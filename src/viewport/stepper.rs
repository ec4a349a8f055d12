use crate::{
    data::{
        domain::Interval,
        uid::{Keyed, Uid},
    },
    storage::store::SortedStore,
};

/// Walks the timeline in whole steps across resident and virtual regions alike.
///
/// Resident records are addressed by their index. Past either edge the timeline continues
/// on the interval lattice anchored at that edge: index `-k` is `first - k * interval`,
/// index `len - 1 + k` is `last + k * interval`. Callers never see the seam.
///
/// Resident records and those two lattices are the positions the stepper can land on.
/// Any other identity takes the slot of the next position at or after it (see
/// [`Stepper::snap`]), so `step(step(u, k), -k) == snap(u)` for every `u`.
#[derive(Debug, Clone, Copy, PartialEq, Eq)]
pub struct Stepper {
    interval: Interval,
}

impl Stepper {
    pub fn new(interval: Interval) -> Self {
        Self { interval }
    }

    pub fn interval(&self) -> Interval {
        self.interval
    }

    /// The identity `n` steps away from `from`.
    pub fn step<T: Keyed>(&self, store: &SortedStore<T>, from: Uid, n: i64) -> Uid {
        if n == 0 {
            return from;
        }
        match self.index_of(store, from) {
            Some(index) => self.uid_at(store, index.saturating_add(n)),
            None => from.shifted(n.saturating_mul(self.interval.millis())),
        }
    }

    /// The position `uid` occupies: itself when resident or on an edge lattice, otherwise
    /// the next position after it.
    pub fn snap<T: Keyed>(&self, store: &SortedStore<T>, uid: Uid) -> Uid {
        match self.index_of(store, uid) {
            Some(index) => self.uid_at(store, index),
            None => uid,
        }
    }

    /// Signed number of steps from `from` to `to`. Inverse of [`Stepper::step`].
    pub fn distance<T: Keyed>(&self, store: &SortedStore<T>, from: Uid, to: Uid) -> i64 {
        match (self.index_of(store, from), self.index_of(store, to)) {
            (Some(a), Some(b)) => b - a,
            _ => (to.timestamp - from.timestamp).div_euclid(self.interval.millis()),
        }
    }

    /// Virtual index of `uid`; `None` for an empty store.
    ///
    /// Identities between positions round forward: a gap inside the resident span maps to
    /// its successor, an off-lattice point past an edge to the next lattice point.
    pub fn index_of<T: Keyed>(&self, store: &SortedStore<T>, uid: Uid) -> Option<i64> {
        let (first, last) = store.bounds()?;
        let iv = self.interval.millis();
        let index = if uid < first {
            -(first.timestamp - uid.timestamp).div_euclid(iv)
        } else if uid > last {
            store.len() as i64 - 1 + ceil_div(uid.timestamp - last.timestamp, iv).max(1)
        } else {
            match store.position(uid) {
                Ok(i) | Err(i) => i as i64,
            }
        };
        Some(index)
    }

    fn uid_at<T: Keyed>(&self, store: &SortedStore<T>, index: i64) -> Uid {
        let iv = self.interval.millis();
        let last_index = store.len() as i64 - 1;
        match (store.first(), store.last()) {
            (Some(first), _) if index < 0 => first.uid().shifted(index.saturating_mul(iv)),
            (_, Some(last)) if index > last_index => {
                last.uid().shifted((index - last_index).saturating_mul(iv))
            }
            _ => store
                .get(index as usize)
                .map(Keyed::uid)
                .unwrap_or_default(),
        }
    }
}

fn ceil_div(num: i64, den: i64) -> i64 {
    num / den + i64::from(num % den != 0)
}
********
Transcribe, please, every line from the first line of the listing above through the line with "on the interval". Keep both ends and nothing else.

filename src/viewport/stepper.rs
repository ec4a349a8f055d12
use crate::{
    data::{
        domain::Interval,
        uid::{Keyed, Uid},
    },
    storage::store::SortedStore,
};

/// Walks the timeline in whole steps across resident and virtual regions alike.
///
/// Resident records are addressed by their index. Past either edge the timeline continues
/// on the interval lattice anchored at that edge: index `-k` is `first - k * interval`,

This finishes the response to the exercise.